In your reply, reproduce the lines from the first one below to the line containing "including nop frames.", inclusive, exactly as they stand.

Source records:
--

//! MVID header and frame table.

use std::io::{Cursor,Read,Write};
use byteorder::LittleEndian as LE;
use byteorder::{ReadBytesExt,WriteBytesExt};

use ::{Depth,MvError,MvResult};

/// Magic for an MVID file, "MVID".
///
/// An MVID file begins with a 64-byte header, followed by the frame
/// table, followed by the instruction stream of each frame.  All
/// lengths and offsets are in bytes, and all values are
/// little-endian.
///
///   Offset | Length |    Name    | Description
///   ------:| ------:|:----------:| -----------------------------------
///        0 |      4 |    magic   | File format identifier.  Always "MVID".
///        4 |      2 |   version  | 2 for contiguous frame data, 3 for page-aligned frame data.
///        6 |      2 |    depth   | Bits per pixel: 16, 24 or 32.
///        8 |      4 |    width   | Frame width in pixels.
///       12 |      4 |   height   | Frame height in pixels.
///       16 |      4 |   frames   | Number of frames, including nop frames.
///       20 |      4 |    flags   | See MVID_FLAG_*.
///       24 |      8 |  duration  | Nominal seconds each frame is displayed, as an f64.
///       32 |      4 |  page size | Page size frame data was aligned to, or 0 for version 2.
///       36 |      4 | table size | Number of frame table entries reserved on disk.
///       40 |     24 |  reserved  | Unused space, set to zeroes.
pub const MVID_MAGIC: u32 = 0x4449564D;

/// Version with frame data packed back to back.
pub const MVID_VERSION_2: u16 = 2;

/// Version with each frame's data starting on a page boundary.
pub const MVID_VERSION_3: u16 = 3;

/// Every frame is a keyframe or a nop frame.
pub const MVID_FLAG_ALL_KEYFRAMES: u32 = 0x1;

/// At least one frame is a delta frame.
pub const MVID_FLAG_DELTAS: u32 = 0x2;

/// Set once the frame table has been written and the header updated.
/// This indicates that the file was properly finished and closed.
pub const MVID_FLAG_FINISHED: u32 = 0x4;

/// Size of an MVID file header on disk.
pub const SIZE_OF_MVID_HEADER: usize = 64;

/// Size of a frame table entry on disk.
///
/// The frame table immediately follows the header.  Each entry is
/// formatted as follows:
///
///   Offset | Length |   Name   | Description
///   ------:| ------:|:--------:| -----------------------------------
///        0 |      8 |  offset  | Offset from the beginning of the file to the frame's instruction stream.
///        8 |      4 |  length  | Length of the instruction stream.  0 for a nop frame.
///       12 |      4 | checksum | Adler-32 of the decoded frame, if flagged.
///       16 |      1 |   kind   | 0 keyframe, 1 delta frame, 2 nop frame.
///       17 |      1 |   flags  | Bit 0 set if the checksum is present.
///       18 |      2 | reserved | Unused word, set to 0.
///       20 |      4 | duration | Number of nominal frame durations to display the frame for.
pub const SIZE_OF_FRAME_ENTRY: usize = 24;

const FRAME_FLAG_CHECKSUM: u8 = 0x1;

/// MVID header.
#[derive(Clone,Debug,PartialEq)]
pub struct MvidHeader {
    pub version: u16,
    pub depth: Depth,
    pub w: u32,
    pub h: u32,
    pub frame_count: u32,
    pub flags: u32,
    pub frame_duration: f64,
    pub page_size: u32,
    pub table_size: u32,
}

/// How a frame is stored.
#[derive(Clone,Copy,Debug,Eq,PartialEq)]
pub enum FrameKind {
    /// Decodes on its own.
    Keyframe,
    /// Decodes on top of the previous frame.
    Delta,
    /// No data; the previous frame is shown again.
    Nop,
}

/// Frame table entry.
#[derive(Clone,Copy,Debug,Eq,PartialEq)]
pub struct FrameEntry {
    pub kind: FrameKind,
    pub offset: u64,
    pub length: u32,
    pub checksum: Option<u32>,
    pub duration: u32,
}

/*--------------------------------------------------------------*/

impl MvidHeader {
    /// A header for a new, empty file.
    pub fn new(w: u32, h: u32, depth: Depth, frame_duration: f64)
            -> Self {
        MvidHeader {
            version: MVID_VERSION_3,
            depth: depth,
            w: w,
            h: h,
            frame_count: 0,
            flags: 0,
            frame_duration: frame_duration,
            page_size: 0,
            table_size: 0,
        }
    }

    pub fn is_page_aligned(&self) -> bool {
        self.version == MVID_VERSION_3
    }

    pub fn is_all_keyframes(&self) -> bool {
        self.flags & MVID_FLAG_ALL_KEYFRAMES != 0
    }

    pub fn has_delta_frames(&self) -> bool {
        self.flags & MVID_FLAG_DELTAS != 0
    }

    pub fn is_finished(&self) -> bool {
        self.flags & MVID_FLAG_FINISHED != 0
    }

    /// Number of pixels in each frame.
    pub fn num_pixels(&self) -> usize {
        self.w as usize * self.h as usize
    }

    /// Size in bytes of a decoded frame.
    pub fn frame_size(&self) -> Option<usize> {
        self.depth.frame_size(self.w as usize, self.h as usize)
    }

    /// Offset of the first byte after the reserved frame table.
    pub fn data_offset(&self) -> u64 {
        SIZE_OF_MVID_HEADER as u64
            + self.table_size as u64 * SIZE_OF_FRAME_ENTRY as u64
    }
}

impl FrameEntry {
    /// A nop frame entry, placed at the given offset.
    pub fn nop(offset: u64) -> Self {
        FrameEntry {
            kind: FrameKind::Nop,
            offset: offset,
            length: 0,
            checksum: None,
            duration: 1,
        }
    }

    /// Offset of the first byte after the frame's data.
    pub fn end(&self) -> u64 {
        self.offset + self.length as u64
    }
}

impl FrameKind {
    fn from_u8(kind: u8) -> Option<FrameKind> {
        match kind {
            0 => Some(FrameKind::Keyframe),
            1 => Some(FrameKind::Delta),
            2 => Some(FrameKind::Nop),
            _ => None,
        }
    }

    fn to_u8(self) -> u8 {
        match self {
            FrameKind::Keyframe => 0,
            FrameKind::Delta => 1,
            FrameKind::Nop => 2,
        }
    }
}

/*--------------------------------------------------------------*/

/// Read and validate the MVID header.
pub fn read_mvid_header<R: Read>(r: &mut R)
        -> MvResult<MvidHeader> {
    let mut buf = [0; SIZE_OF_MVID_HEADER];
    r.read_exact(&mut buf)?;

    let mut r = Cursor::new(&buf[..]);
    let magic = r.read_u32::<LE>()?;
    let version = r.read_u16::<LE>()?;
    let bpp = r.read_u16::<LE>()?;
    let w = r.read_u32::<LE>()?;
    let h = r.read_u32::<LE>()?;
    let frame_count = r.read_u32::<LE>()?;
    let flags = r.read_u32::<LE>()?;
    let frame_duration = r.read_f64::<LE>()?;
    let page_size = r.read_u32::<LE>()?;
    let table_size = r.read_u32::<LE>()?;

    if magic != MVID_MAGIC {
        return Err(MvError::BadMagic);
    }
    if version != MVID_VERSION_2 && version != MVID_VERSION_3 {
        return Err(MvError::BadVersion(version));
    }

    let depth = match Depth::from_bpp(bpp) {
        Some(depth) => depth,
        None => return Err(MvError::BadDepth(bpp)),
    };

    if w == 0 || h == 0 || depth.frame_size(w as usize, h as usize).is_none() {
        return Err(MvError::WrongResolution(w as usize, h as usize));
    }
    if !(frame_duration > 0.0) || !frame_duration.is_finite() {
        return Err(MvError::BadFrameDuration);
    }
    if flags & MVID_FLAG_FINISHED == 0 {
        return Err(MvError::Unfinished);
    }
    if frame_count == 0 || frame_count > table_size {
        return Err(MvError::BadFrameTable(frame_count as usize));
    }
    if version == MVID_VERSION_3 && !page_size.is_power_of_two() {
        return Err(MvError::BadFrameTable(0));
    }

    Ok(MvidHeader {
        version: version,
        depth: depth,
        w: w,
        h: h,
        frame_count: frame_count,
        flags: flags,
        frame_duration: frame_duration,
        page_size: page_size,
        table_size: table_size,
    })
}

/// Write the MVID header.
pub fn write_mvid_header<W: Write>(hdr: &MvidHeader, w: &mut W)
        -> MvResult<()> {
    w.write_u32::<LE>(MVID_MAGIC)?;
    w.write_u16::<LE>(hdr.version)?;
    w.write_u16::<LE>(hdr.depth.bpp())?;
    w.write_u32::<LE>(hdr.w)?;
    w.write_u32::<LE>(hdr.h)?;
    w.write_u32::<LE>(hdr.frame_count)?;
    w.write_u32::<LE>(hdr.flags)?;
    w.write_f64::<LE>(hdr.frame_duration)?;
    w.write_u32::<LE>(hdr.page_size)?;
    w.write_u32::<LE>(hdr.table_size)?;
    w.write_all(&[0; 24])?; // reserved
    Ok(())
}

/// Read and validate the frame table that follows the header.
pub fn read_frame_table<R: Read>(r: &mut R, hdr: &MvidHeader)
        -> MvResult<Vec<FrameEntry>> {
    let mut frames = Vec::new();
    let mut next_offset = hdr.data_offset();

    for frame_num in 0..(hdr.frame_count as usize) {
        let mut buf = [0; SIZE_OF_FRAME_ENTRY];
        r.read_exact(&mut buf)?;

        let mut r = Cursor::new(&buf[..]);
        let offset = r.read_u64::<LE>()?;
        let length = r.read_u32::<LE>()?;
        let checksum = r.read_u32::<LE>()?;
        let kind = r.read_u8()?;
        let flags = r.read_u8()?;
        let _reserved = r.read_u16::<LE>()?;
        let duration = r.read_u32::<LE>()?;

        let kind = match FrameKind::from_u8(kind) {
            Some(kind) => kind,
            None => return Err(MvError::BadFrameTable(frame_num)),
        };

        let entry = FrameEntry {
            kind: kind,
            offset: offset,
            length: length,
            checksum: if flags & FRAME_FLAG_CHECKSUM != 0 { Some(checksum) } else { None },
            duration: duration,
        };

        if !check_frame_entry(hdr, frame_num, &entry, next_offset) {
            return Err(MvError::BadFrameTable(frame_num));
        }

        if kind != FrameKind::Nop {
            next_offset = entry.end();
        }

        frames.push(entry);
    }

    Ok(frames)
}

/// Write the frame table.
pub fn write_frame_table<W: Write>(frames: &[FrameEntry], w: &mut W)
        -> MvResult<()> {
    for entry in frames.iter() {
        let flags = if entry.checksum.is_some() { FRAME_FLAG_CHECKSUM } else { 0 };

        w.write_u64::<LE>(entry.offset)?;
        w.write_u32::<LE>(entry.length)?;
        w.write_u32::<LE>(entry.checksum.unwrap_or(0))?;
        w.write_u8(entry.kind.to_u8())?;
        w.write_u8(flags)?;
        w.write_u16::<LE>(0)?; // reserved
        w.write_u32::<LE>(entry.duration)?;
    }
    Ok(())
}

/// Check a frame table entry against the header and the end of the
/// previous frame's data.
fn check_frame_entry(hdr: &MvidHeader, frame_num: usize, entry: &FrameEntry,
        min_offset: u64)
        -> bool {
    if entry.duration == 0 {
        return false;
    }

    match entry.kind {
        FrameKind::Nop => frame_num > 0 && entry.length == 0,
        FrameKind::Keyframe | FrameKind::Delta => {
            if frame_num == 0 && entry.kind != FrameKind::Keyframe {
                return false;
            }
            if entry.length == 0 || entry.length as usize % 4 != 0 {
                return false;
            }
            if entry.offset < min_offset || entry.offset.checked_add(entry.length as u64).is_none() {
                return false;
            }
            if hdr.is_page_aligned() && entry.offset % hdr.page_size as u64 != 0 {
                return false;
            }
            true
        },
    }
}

--

Response to this task —
//! MVID header and frame table.

use std::io::{Cursor,Read,Write};
use byteorder::LittleEndian as LE;
use byteorder::{ReadBytesExt,WriteBytesExt};

use ::{Depth,MvError,MvResult};

/// Magic for an MVID file, "MVID".
///
/// An MVID file begins with a 64-byte header, followed by the frame
/// table, followed by the instruction stream of each frame.  All
/// lengths and offsets are in bytes, and all values are
/// little-endian.
///
///   Offset | Length |    Name    | Description
///   ------:| ------:|:----------:| -----------------------------------
///        0 |      4 |    magic   | File format identifier.  Always "MVID".
///        4 |      2 |   version  | 2 for contiguous frame data, 3 for page-aligned frame data.
///        6 |      2 |    depth   | Bits per pixel: 16, 24 or 32.
///        8 |      4 |    width   | Frame width in pixels.
///       12 |      4 |   height   | Frame height in pixels.
///       16 |      4 |   frames   | Number of frames, including nop frames.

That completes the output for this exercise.